Archaeological Finds

    Several sculptures including that of Mahishasur Mardini, Vamana and Yamuna were found. Other significant finds include various beads, terracotta pendants, figurines of bull, gamesmen, disc and iron objects . Among the iron objects , some remarkable ones included the arrow heads, fragmentary blades of dagger , leaf-shaped spear head besides nails and other miscellaneous artefacts.

    The excavation was resumed in the main mound of the Bijamandal group of mounds during 1998-99. The mound located about 3 km. south-east of the Western Group of Temples is approachable by a metalled road till Chaturbhuj temple. From there, a short travel on an unmetalled road towards the old Jatkhara village would lead one to the site.

    Also known as Vaidyanath, this mound on pre-excavation reconnaissance was thought to be remains of a big temple, at least comparable with the Vishwanath temple at Khajuraho, in dimension.

    Thus the mound with Shiva Linga was taken up for excavation in order to expose the extant remains of the temple at its base. The actual digging which started in early this year was undertaken at the highest levels of the mound excluding the Shiva Linga and Yonipatta. First the topmost layer consisting of stone chips came into view. This layer also had much cobble and broken architectural fragments and mutilated pieces of sculpture. Beneath the first, layer huge block stones were found. These colossal stones perhaps formed the foundation of the pillars supporting the Mahamandapa (large hall).

    Excavations were continued on the sides of the mounds so as to expose the extant mouldings. From the maze of partly-hidden and exposed strutures of entire architecture of the Garbagriha ( cell containing the image of the presiding deity), Mahamandapa (large hall),Mandapa (porch) and Ardhamandapa ( narrow sloping roof) were constructed. The extant remains belong to the basal part of the temple. The lowest of these are resting on coarsely-dressed blocks which apparently were below the soil.
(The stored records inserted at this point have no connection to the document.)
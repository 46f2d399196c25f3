use crate::types::{AttributePath, Diagnostics, Dynamic};

#[derive(Debug, Clone)]
pub struct PlanModifyRequest {
    pub state: Dynamic,
    pub plan: Dynamic,
    pub config: Dynamic,
    pub path: AttributePath,
}

#[derive(Debug, Clone)]
pub struct PlanModifyResponse {
    pub plan_value: Dynamic,
    pub requires_replace: bool,
    pub diagnostics: Diagnostics,
}

/// Adjusts the planned value of a single attribute
///
/// Modifiers run in declaration order while a resource plan is being shaped.
/// They can rewrite the planned value or flag the attribute as forcing a replacement.
pub trait PlanModifier: Send + Sync {
    fn description(&self) -> String;

    fn modify_plan(&self, request: PlanModifyRequest) -> PlanModifyResponse;
}

/// Forces replacement when the prior value differs from a known planned value
///
/// Resource creation is handled by the caller: modifiers only run against an existing state.
pub struct RequiresReplaceIfChanged;

impl PlanModifier for RequiresReplaceIfChanged {
    fn description(&self) -> String {
        "changing this value destroys and recreates the resource".to_string()
    }

    fn modify_plan(&self, request: PlanModifyRequest) -> PlanModifyResponse {
        let requires_replace = !matches!(
            (&request.state, &request.plan),
            (Dynamic::Unknown, _) | (_, Dynamic::Unknown)
        ) && !values_equal(&request.state, &request.plan);

        PlanModifyResponse {
            plan_value: request.plan,
            requires_replace,
            diagnostics: Diagnostics::new(),
        }
    }
}

/// Carries the prior state value forward while the planned value is unknown
pub struct UseStateForUnknown;

impl PlanModifier for UseStateForUnknown {
    fn description(&self) -> String {
        "once set, the value is kept unless the configuration changes it".to_string()
    }

    fn modify_plan(&self, request: PlanModifyRequest) -> PlanModifyResponse {
        let plan_value = match (&request.plan, &request.state) {
            (Dynamic::Unknown, Dynamic::Null) => request.plan,
            (Dynamic::Unknown, state) => state.clone(),
            _ => request.plan,
        };

        PlanModifyResponse {
            plan_value,
            requires_replace: false,
            diagnostics: Diagnostics::new(),
        }
    }
}

pub(crate) fn values_equal(a: &Dynamic, b: &Dynamic) -> bool {
    match (a, b) {
        (Dynamic::Null, Dynamic::Null) => true,
        (Dynamic::Unknown, Dynamic::Unknown) => true,
        (Dynamic::Bool(a), Dynamic::Bool(b)) => a == b,
        (Dynamic::Number(a), Dynamic::Number(b)) => (a - b).abs() < f64::EPSILON,
        (Dynamic::String(a), Dynamic::String(b)) => a == b,
        (Dynamic::List(a), Dynamic::List(b)) => {
            a.len() == b.len() && a.iter().zip(b.iter()).all(|(x, y)| values_equal(x, y))
        }
        (Dynamic::Map(a), Dynamic::Map(b)) => {
            a.len() == b.len()
                && a.iter()
                    .all(|(k, v)| b.get(k).is_some_and(|v2| values_equal(v, v2)))
        }
        _ => false,
    }
}
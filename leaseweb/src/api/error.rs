use super::common::ErrorResponse;
use reqwest::StatusCode;
use thiserror::Error;

#[derive(Debug, Error)]
pub enum ApiError {
    #[error("{0}")]
    Transport(#[from] reqwest::Error),

    #[error("{status}: {message}")]
    Remote {
        status: u16,
        message: String,
        correlation_id: Option<String>,
    },

    #[error("failed to parse response: {0}")]
    Parse(String),

    #[error("invalid url: {0}")]
    InvalidUrl(String),

    #[error("request cancelled")]
    Cancelled,
}

impl ApiError {
    /// Builds the error of a non 2xx response from its status and raw body
    pub fn from_response(status: StatusCode, body: &str) -> Self {
        let parsed = serde_json::from_str::<ErrorResponse>(body).ok();
        let correlation_id = parsed.as_ref().and_then(|e| e.correlation_id.clone());

        let message = match parsed.and_then(|e| e.error_message) {
            Some(serde_json::Value::String(message)) => message,
            Some(serde_json::Value::Null) | None => fallback_message(status, body),
            Some(other) => other.to_string(),
        };

        ApiError::Remote {
            status: status.as_u16(),
            message,
            correlation_id,
        }
    }

    pub fn status(&self) -> Option<u16> {
        match self {
            ApiError::Remote { status, .. } => Some(*status),
            ApiError::Transport(e) => e.status().map(|s| s.as_u16()),
            _ => None,
        }
    }

    pub fn is_not_found(&self) -> bool {
        self.status() == Some(StatusCode::NOT_FOUND.as_u16())
    }
}

fn fallback_message(status: StatusCode, body: &str) -> String {
    let reason = status.canonical_reason().unwrap_or("Unknown Status");
    let body = body.trim();
    if body.is_empty() {
        reason.to_string()
    } else {
        format!("{} {}", reason, body)
    }
}

impl From<serde_json::Error> for ApiError {
    fn from(e: serde_json::Error) -> Self {
        ApiError::Parse(e.to_string())
    }
}

impl From<url::ParseError> for ApiError {
    fn from(e: url::ParseError) -> Self {
        ApiError::InvalidUrl(e.to_string())
    }
}

#[cfg(test)]
mod tests {
    use super::*;

    #[test]
    fn string_error_message_is_used() {
        let error = ApiError::from_response(
            StatusCode::NOT_FOUND,
            r#"{"correlationId":"abc","errorCode":"404","errorMessage":"Resource not found"}"#,
        );

        assert_eq!(error.to_string(), "404: Resource not found");
        assert!(error.is_not_found());
        match error {
            ApiError::Remote { correlation_id, .. } => {
                assert_eq!(correlation_id.as_deref(), Some("abc"))
            }
            other => panic!("unexpected error {:?}", other),
        }
    }

    #[test]
    fn object_error_message_is_rendered_as_json() {
        let error = ApiError::from_response(
            StatusCode::BAD_REQUEST,
            r#"{"errorMessage":{"reference":["too long"]}}"#,
        );

        assert_eq!(error.to_string(), r#"400: {"reference":["too long"]}"#);
    }

    #[test]
    fn unparsable_body_falls_back_to_status_and_body() {
        let error = ApiError::from_response(StatusCode::BAD_GATEWAY, "upstream down");

        assert_eq!(error.to_string(), "502: Bad Gateway upstream down");
        assert_eq!(error.status(), Some(502));
    }

    #[test]
    fn empty_body_uses_reason() {
        let error = ApiError::from_response(StatusCode::INTERNAL_SERVER_ERROR, "");

        assert_eq!(error.to_string(), "500: Internal Server Error");
    }
}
    A study of the moulding revealed that the highest one was about 2.25 metres. At places, particularly in the northern half ,the mouldings were very few as these may have fallen down and rolled away. The Antarpatta mouldings show scenes of portly men being attended by male and maid servants to the accompaniment of dance and music. Other scenes include warriors on the move along with horses and elephants. A preponderance of elephants has been noticed. Most interestingly, in-situ depiction of Jain Tirthankaras is seen . Curiously, whereas one of the Tirthankaras has been carved to full detail including Swastika the other one at the opposite side was yet to be carved. In this panel the carving done from left to right has been lucidly shown by the fact that the attendant on the left of the viewer has been finely carved whereas the central deity and the attendant to its right was in the process of being given finishing touches.
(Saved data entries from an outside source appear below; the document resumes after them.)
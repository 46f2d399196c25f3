use super::{quoted_list, InstanceTypeCapability};
use async_trait::async_trait;
use std::sync::Arc;
use tfplug::context::Context;
use tfplug::types::Diagnostics;
use tfplug::validator::{StringRequest, StringValidator};
use tfplug::Value;

/// Checks the planned instance type against what the service offers.
///
/// Without a known instance id the type must be offered in the region;
/// with one, the existing instance must be able to switch to it.
pub struct InstanceTypeValidator {
    capability: Arc<dyn InstanceTypeCapability>,
    instance_id: Option<String>,
    region: String,
}

impl InstanceTypeValidator {
    /// # Panics
    ///
    /// Panics if `region` is not known; callers resolve the region first.
    pub fn new(
        capability: Arc<dyn InstanceTypeCapability>,
        instance_id: Value<String>,
        region: Value<String>,
    ) -> Self {
        let region = match region {
            Value::Known(region) => region,
            _ => panic!("InstanceTypeValidator requires a known region"),
        };

        Self {
            capability,
            instance_id: instance_id.into_option(),
            region,
        }
    }
}

#[async_trait]
impl StringValidator for InstanceTypeValidator {
    fn description(&self) -> String {
        match &self.instance_id {
            Some(id) => format!("instance type must be usable with instance {}", id),
            None => format!("instance type must be available in region {}", self.region),
        }
    }

    async fn validate_string(
        &self,
        ctx: &Context,
        request: &StringRequest,
        diagnostics: &mut Diagnostics,
    ) {
        let Some(instance_type) = request.config_value.as_known() else {
            return;
        };

        let (result, summary) = match &self.instance_id {
            Some(id) => (
                self.capability
                    .can_instance_type_be_used_with_instance(ctx, id, instance_type)
                    .await,
                "Invalid Instance Type For Instance",
            ),
            None => (
                self.capability
                    .is_instance_type_available_for_region(ctx, instance_type, &self.region)
                    .await,
                "Invalid Instance Type For Region",
            ),
        };

        match result {
            Ok((true, _)) => {}
            Ok((false, allowed)) => diagnostics.add_attribute_error(
                request.path.clone(),
                summary,
                format!(
                    "Attribute {} value must be one of: {}, got: \"{}\"",
                    request.path,
                    quoted_list(&allowed),
                    instance_type
                ),
            ),
            Err(e) => {
                tracing::error!(instance_type = %instance_type, error = %e, "Instance type lookup failed");
                diagnostics.push(
                    e.to_diagnostic("Cannot look up instance types")
                        .with_attribute(request.path.clone()),
                );
            }
        }
    }
}
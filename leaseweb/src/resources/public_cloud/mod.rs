//! Public cloud resources

pub mod instance;

pub use instance::InstanceResource;
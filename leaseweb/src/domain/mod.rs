//! Domain model
//!
//! Entities here are built fresh for each operation, either from a wire record
//! or from a configuration model, and every constructor enforces its invariants.

pub mod public_cloud;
    The sculputures at this site belong to three distinct phases. The earliest one has simpler sculptures with lesser attributes. These are more or less rotund in nature. The second phase is represented by sculptures with full elaboration in iconography. The third phase sculptures are slender with typical ornamented head dress. Many of the sculptures of divinities are either lacking in depiction of their attributes and Vahanas (vehicles) or else the attributes are different from those generally associated with them.
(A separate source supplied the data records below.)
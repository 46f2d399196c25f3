//! Domain entities to the instances data source model

use super::{check_model, format_time, AdapterError};
use crate::domain::public_cloud::{
    AutoScalingGroup, Contract, HealthCheck, Image, Instance, Ip, Iso, LoadBalancer,
    LoadBalancerConfiguration, PrivateNetwork, Resources, StickySession, StorageSize, Volume,
};
use crate::models::public_cloud::{
    AutoScalingGroupModel, ContractModel, CpuModel, DdosModel, HealthCheckModel, ImageModel,
    InstanceModel, InstancesDataSourceModel, IpModel, IsoModel, LoadBalancerConfigurationModel,
    LoadBalancerModel, MemoryModel, NetworkSpeedModel, PrivateNetworkModel, ResourcesModel,
    StickySessionModel, StorageSizeModel, VolumeModel,
};
use tfplug::Value;

pub fn adapt_instances(instances: &[Instance]) -> Result<InstancesDataSourceModel, AdapterError> {
    let model = InstancesDataSourceModel {
        instances: Value::known(instances.iter().map(adapt_instance).collect()),
    };

    check_model("adapt_instances", model)
}

fn adapt_instance(instance: &Instance) -> InstanceModel {
    InstanceModel {
        id: Value::known(instance.id.to_string()),
        region: Value::known(instance.region.name.clone()),
        reference: Value::from_option(instance.reference.clone()),
        resources: Value::from_option(instance.resources.as_ref().map(adapt_resources)),
        image: Value::known(adapt_image(&instance.image)),
        state: Value::known(instance.state.to_string()),
        instance_type: Value::known(instance.instance_type.to_string()),
        root_disk_size: Value::from_option(instance.root_disk_size.map(|size| size.value())),
        root_disk_storage_type: Value::known(instance.root_disk_storage_type.to_string()),
        ips: Value::known(instance.ips.iter().map(adapt_ip).collect()),
        started_at: format_time(instance.started_at.as_ref()),
        contract: Value::known(adapt_contract(&instance.contract)),
        market_app_id: Value::from_option(instance.market_app_id.clone()),
        iso: Value::from_option(instance.iso.as_ref().map(adapt_iso)),
        private_network: Value::from_option(
            instance.private_network.as_ref().map(adapt_private_network),
        ),
        auto_scaling_group: Value::from_option(
            instance
                .auto_scaling_group
                .as_ref()
                .map(adapt_auto_scaling_group),
        ),
        volume: Value::from_option(instance.volume.as_ref().map(adapt_volume)),
    }
}

fn adapt_resources(resources: &Resources) -> ResourcesModel {
    ResourcesModel {
        cpu: Value::known(CpuModel {
            value: Value::known(resources.cpu.value),
            unit: Value::known(resources.cpu.unit.clone()),
        }),
        memory: Value::known(MemoryModel {
            value: Value::known(resources.memory.value),
            unit: Value::known(resources.memory.unit.clone()),
        }),
        public_network_speed: Value::known(NetworkSpeedModel {
            value: Value::known(resources.public_network_speed.value),
            unit: Value::known(resources.public_network_speed.unit.clone()),
        }),
        private_network_speed: Value::known(NetworkSpeedModel {
            value: Value::known(resources.private_network_speed.value),
            unit: Value::known(resources.private_network_speed.unit.clone()),
        }),
    }
}

fn adapt_image(image: &Image) -> ImageModel {
    ImageModel {
        id: Value::known(image.id.to_string()),
        name: Value::known(image.name.clone()),
        version: Value::from_option(image.version.clone()),
        family: Value::known(image.family.clone()),
        flavour: Value::known(image.flavour.clone()),
        architecture: Value::from_option(image.architecture.clone()),
        state: Value::from_option(image.state.clone()),
        state_reason: Value::from_option(image.state_reason.clone()),
        region: Value::from_option(image.region.as_ref().map(|r| r.name.clone())),
        created_at: format_time(image.created_at.as_ref()),
        updated_at: format_time(image.updated_at.as_ref()),
        custom: Value::known(image.custom),
        storage_size: Value::from_option(image.storage_size.as_ref().map(adapt_storage_size)),
        market_apps: Value::known(image.market_apps.clone()),
        storage_types: Value::known(
            image
                .storage_types
                .iter()
                .map(|storage_type| storage_type.to_string())
                .collect(),
        ),
    }
}

fn adapt_storage_size(size: &StorageSize) -> StorageSizeModel {
    StorageSizeModel {
        size: Value::known(size.size),
        unit: Value::known(size.unit.clone()),
    }
}

fn adapt_contract(contract: &Contract) -> ContractModel {
    ContractModel {
        billing_frequency: Value::known(contract.billing_frequency.value()),
        term: Value::known(contract.term.value()),
        contract_type: Value::known(contract.contract_type.to_string()),
        ends_at: format_time(contract.ends_at.as_ref()),
        renewals_at: format_time(contract.renewals_at.as_ref()),
        created_at: format_time(contract.created_at.as_ref()),
        state: Value::known(contract.state.to_string()),
    }
}

fn adapt_ip(ip: &Ip) -> IpModel {
    IpModel {
        ip: Value::known(ip.ip.clone()),
        prefix_length: Value::known(ip.prefix_length.clone()),
        version: Value::known(ip.version),
        null_routed: Value::known(ip.null_routed),
        main_ip: Value::known(ip.main_ip),
        network_type: Value::known(ip.network_type.to_string()),
        reverse_lookup: Value::from_option(ip.reverse_lookup.clone()),
        ddos: Value::from_option(ip.ddos.as_ref().map(|ddos| DdosModel {
            detection_profile: Value::known(ddos.detection_profile.clone()),
            protection_type: Value::known(ddos.protection_type.clone()),
        })),
    }
}

fn adapt_iso(iso: &Iso) -> IsoModel {
    IsoModel {
        id: Value::known(iso.id.clone()),
        name: Value::known(iso.name.clone()),
    }
}

fn adapt_private_network(private_network: &PrivateNetwork) -> PrivateNetworkModel {
    PrivateNetworkModel {
        id: Value::known(private_network.id.clone()),
        status: Value::known(private_network.status.clone()),
        subnet: Value::known(private_network.subnet.clone()),
    }
}

fn adapt_volume(volume: &Volume) -> VolumeModel {
    VolumeModel {
        size: Value::known(volume.size),
        unit: Value::known(volume.unit.clone()),
    }
}

fn adapt_auto_scaling_group(group: &AutoScalingGroup) -> AutoScalingGroupModel {
    AutoScalingGroupModel {
        id: Value::known(group.id.to_string()),
        auto_scaling_group_type: Value::known(group.auto_scaling_group_type.to_string()),
        state: Value::known(group.state.to_string()),
        region: Value::known(group.region.name.clone()),
        reference: Value::known(group.reference.to_string()),
        created_at: format_time(Some(&group.created_at)),
        updated_at: format_time(Some(&group.updated_at)),
        desired_amount: Value::from_option(group.desired_amount),
        starts_at: format_time(group.starts_at.as_ref()),
        ends_at: format_time(group.ends_at.as_ref()),
        minimum_amount: Value::from_option(group.minimum_amount),
        maximum_amount: Value::from_option(group.maximum_amount),
        cpu_threshold: Value::from_option(group.cpu_threshold),
        warmup_time: Value::from_option(group.warmup_time),
        cooldown_time: Value::from_option(group.cooldown_time),
        load_balancer: Value::from_option(group.load_balancer.as_ref().map(adapt_load_balancer)),
    }
}

fn adapt_load_balancer(load_balancer: &LoadBalancer) -> LoadBalancerModel {
    LoadBalancerModel {
        id: Value::known(load_balancer.id.to_string()),
        load_balancer_type: Value::known(load_balancer.load_balancer_type.to_string()),
        resources: Value::known(adapt_resources(&load_balancer.resources)),
        region: Value::known(load_balancer.region.name.clone()),
        reference: Value::from_option(load_balancer.reference.clone()),
        state: Value::known(load_balancer.state.to_string()),
        contract: Value::known(adapt_contract(&load_balancer.contract)),
        started_at: format_time(load_balancer.started_at.as_ref()),
        ips: Value::known(load_balancer.ips.iter().map(adapt_ip).collect()),
        private_network: Value::from_option(
            load_balancer
                .private_network
                .as_ref()
                .map(adapt_private_network),
        ),
        configuration: Value::from_option(
            load_balancer
                .configuration
                .as_ref()
                .map(adapt_load_balancer_configuration),
        ),
    }
}

fn adapt_load_balancer_configuration(
    configuration: &LoadBalancerConfiguration,
) -> LoadBalancerConfigurationModel {
    LoadBalancerConfigurationModel {
        balance: Value::known(configuration.balance.to_string()),
        x_forwarded_for: Value::known(configuration.x_forwarded_for),
        idle_timeout: Value::known(configuration.idle_timeout),
        target_port: Value::known(configuration.target_port),
        sticky_session: Value::from_option(
            configuration.sticky_session.as_ref().map(adapt_sticky_session),
        ),
        health_check: Value::from_option(
            configuration.health_check.as_ref().map(adapt_health_check),
        ),
    }
}

fn adapt_sticky_session(sticky_session: &StickySession) -> StickySessionModel {
    StickySessionModel {
        enabled: Value::known(sticky_session.enabled),
        max_life_time: Value::known(sticky_session.max_life_time),
    }
}

fn adapt_health_check(health_check: &HealthCheck) -> HealthCheckModel {
    HealthCheckModel {
        method: Value::known(health_check.method.to_string()),
        uri: Value::known(health_check.uri.clone()),
        host: Value::from_option(health_check.host.clone()),
        port: Value::known(health_check.port),
    }
}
    For instance, the comparatively intact figure of Saraswati does not show her Vahana ,i.e. ,swan. Incidentally, this figure was also not given the finishing touches like combing of hair or carving of particular outlines of gems on the jewellery. Similarly, another in-situ figure apparently of Shiva as understood by headdress holds flower buds in its upper hands.

    This structure has been found to be longer than the largest temple of Khajuraho, namely Kandariya. Whereas Kandariya measures about 30 metres in length the extant remains of Bijamandal temples have a length of 34.60 metres. It is however slender in comparison to Kandariya by about 75 cms. Another technological finding was the lime coating especially over the Jain figures. The full grandeur of the marvels of Khajuraho is apt to come out once the excavation work is complete.